[Task objective] Filter the entries down to the lines holding "Delete", then copy those lines.

[Working data — start]

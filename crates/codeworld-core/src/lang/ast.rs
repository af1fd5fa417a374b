//! Syntax tree for the candidate dialect.
//!
//! The tree covers every construct the parser understands, including the
//! ones the validator refuses (imports, `try`, `class`, `lambda`, ...). Keeping
//! forbidden constructs representable lets the validator name them precisely
//! instead of failing with a generic syntax error.

/// A parsed program.
#[derive(Debug, Clone, PartialEq)]
pub struct Module {
    pub body: Vec<Stmt>,
}

/// A statement with its one-based source line.
#[derive(Debug, Clone, PartialEq)]
pub struct Stmt {
    pub kind: StmtKind,
    pub line: usize,
}

/// A function parameter. Annotations are parsed and kept for the walk but
/// have no runtime meaning.
#[derive(Debug, Clone, PartialEq)]
pub struct Param {
    pub name: String,
    pub annotation: Option<Expr>,
    pub default: Option<Expr>,
}

/// Shared shape of `def` and `async def`.
#[derive(Debug, Clone, PartialEq)]
pub struct FunctionDef {
    pub name: String,
    pub params: Vec<Param>,
    pub returns: Option<Expr>,
    pub body: Vec<Stmt>,
}

/// One `except` clause of a `try` statement.
#[derive(Debug, Clone, PartialEq)]
pub struct ExceptHandler {
    pub exc_type: Option<Expr>,
    pub name: Option<String>,
    pub body: Vec<Stmt>,
    pub line: usize,
}

/// One `expr [as target]` item of a `with` statement.
#[derive(Debug, Clone, PartialEq)]
pub struct WithItem {
    pub context: Expr,
    pub target: Option<Expr>,
}

/// An imported name (`name [as alias]`).
#[derive(Debug, Clone, PartialEq)]
pub struct Alias {
    pub name: String,
    pub asname: Option<String>,
}

#[derive(Debug, Clone, PartialEq)]
pub enum StmtKind {
    FunctionDef(FunctionDef),
    AsyncFunctionDef(FunctionDef),
    ClassDef {
        name: String,
        bases: Vec<Expr>,
        body: Vec<Stmt>,
    },
    Return(Option<Expr>),
    Delete(Vec<Expr>),
    Assign {
        targets: Vec<Expr>,
        value: Expr,
    },
    AugAssign {
        target: Expr,
        op: BinOp,
        value: Expr,
    },
    AnnAssign {
        target: Expr,
        annotation: Expr,
        value: Option<Expr>,
    },
    For {
        target: Expr,
        iter: Expr,
        body: Vec<Stmt>,
        orelse: Vec<Stmt>,
    },
    AsyncFor {
        target: Expr,
        iter: Expr,
        body: Vec<Stmt>,
        orelse: Vec<Stmt>,
    },
    While {
        test: Expr,
        body: Vec<Stmt>,
        orelse: Vec<Stmt>,
    },
    If {
        test: Expr,
        body: Vec<Stmt>,
        orelse: Vec<Stmt>,
    },
    With {
        items: Vec<WithItem>,
        body: Vec<Stmt>,
    },
    AsyncWith {
        items: Vec<WithItem>,
        body: Vec<Stmt>,
    },
    Raise {
        exc: Option<Expr>,
        cause: Option<Expr>,
    },
    Try {
        body: Vec<Stmt>,
        handlers: Vec<ExceptHandler>,
        orelse: Vec<Stmt>,
        finalbody: Vec<Stmt>,
    },
    Assert {
        test: Expr,
        msg: Option<Expr>,
    },
    Import(Vec<Alias>),
    ImportFrom {
        module: Option<String>,
        names: Vec<Alias>,
        level: usize,
    },
    Global(Vec<String>),
    Nonlocal(Vec<String>),
    Expr(Expr),
    Pass,
    Break,
    Continue,
}

impl StmtKind {
    /// Node name used in validator rejections (`node_forbidden:<name>`).
    pub fn node_name(&self) -> &'static str {
        match self {
            StmtKind::FunctionDef(_) => "FunctionDef",
            StmtKind::AsyncFunctionDef(_) => "AsyncFunctionDef",
            StmtKind::ClassDef { .. } => "ClassDef",
            StmtKind::Return(_) => "Return",
            StmtKind::Delete(_) => "Delete",
            StmtKind::Assign { .. } => "Assign",
            StmtKind::AugAssign { .. } => "AugAssign",
            StmtKind::AnnAssign { .. } => "AnnAssign",
            StmtKind::For { .. } => "For",
            StmtKind::AsyncFor { .. } => "AsyncFor",
            StmtKind::While { .. } => "While",
            StmtKind::If { .. } => "If",
            StmtKind::With { .. } => "With",
            StmtKind::AsyncWith { .. } => "AsyncWith",
            StmtKind::Raise { .. } => "Raise",
            StmtKind::Try { .. } => "Try",
            StmtKind::Assert { .. } => "Assert",
            StmtKind::Import(_) => "Import",
            StmtKind::ImportFrom { .. } => "ImportFrom",
            StmtKind::Global(_) => "Global",
            StmtKind::Nonlocal(_) => "Nonlocal",
            StmtKind::Expr(_) => "Expr",
            StmtKind::Pass => "Pass",
            StmtKind::Break => "Break",
            StmtKind::Continue => "Continue",
        }
    }
}

/// An expression with its one-based source line.
#[derive(Debug, Clone, PartialEq)]
pub struct Expr {
    pub kind: ExprKind,
    pub line: usize,
}

impl Expr {
    pub fn new(kind: ExprKind, line: usize) -> Self {
        Self { kind, line }
    }
}

#[derive(Debug, Clone, PartialEq)]
pub enum Constant {
    None,
    Bool(bool),
    Int(i64),
    Float(f64),
    Str(String),
}

#[derive(Debug, Clone, Copy, PartialEq, Eq)]
pub enum BinOp {
    Add,
    Sub,
    Mult,
    Div,
    FloorDiv,
    Mod,
    Pow,
    BitAnd,
    BitOr,
    BitXor,
    LShift,
    RShift,
}

impl BinOp {
    pub fn symbol(self) -> &'static str {
        match self {
            BinOp::Add => "+",
            BinOp::Sub => "-",
            BinOp::Mult => "*",
            BinOp::Div => "/",
            BinOp::FloorDiv => "//",
            BinOp::Mod => "%",
            BinOp::Pow => "**",
            BinOp::BitAnd => "&",
            BinOp::BitOr => "|",
            BinOp::BitXor => "^",
            BinOp::LShift => "<<",
            BinOp::RShift => ">>",
        }
    }
}

#[derive(Debug, Clone, Copy, PartialEq, Eq)]
pub enum UnaryOp {
    Neg,
    Pos,
    Not,
    Invert,
}

#[derive(Debug, Clone, Copy, PartialEq, Eq)]
pub enum BoolOp {
    And,
    Or,
}

#[derive(Debug, Clone, Copy, PartialEq, Eq)]
pub enum CmpOp {
    Eq,
    NotEq,
    Lt,
    LtE,
    Gt,
    GtE,
    In,
    NotIn,
    Is,
    IsNot,
}

/// One `for target in iter if cond...` clause of a comprehension.
#[derive(Debug, Clone, PartialEq)]
pub struct Comprehension {
    pub target: Expr,
    pub iter: Expr,
    pub ifs: Vec<Expr>,
}

/// A `name=value` argument at a call site.
#[derive(Debug, Clone, PartialEq)]
pub struct Keyword {
    pub name: String,
    pub value: Expr,
}

#[derive(Debug, Clone, PartialEq)]
pub enum ExprKind {
    Constant(Constant),
    Name(String),
    List(Vec<Expr>),
    Tuple(Vec<Expr>),
    Set(Vec<Expr>),
    Dict(Vec<(Expr, Expr)>),
    BinOp {
        left: Box<Expr>,
        op: BinOp,
        right: Box<Expr>,
    },
    UnaryOp {
        op: UnaryOp,
        operand: Box<Expr>,
    },
    BoolOp {
        op: BoolOp,
        values: Vec<Expr>,
    },
    Compare {
        left: Box<Expr>,
        ops: Vec<CmpOp>,
        comparators: Vec<Expr>,
    },
    IfExp {
        test: Box<Expr>,
        body: Box<Expr>,
        orelse: Box<Expr>,
    },
    Call {
        func: Box<Expr>,
        args: Vec<Expr>,
        keywords: Vec<Keyword>,
    },
    Attribute {
        value: Box<Expr>,
        attr: String,
    },
    Subscript {
        value: Box<Expr>,
        index: Box<Expr>,
    },
    Slice {
        lower: Option<Box<Expr>>,
        upper: Option<Box<Expr>>,
        step: Option<Box<Expr>>,
    },
    ListComp {
        elt: Box<Expr>,
        generators: Vec<Comprehension>,
    },
    SetComp {
        elt: Box<Expr>,
        generators: Vec<Comprehension>,
    },
    DictComp {
        key: Box<Expr>,
        value: Box<Expr>,
        generators: Vec<Comprehension>,
    },
    GeneratorExp {
        elt: Box<Expr>,
        generators: Vec<Comprehension>,
    },
    Lambda {
        params: Vec<Param>,
        body: Box<Expr>,
    },
    Await(Box<Expr>),
    Yield(Option<Box<Expr>>),
    YieldFrom(Box<Expr>),
}

impl ExprKind {
    /// Node name used in validator rejections (`node_forbidden:<name>`).
    pub fn node_name(&self) -> &'static str {
        match self {
            ExprKind::Constant(_) => "Constant",
            ExprKind::Name(_) => "Name",
            ExprKind::List(_) => "List",
            ExprKind::Tuple(_) => "Tuple",
            ExprKind::Set(_) => "Set",
            ExprKind::Dict(_) => "Dict",
            ExprKind::BinOp { .. } => "BinOp",
            ExprKind::UnaryOp { .. } => "UnaryOp",
            ExprKind::BoolOp { .. } => "BoolOp",
            ExprKind::Compare { .. } => "Compare",
            ExprKind::IfExp { .. } => "IfExp",
            ExprKind::Call { .. } => "Call",
            ExprKind::Attribute { .. } => "Attribute",
            ExprKind::Subscript { .. } => "Subscript",
            ExprKind::Slice { .. } => "Slice",
            ExprKind::ListComp { .. } => "ListComp",
            ExprKind::SetComp { .. } => "SetComp",
            ExprKind::DictComp { .. } => "DictComp",
            ExprKind::GeneratorExp { .. } => "GeneratorExp",
            ExprKind::Lambda { .. } => "Lambda",
            ExprKind::Await(_) => "Await",
            ExprKind::Yield(_) => "Yield",
            ExprKind::YieldFrom(_) => "YieldFrom",
        }
    }
}

#[cfg(test)]
mod tests {
    use super::*;

    #[test]
    fn test_node_names_match_dialect_vocabulary() {
        assert_eq!(StmtKind::Import(Vec::new()).node_name(), "Import");
        assert_eq!(StmtKind::Global(vec!["x".into()]).node_name(), "Global");
        assert_eq!(
            ExprKind::Yield(None).node_name(),
            "Yield",
            "yield must be reported under its own name"
        );
        assert_eq!(BinOp::FloorDiv.symbol(), "//");
    }
}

[Working data — finish]

[Output of the exercise]
    Delete(Vec<Expr>),
            StmtKind::Delete(_) => "Delete",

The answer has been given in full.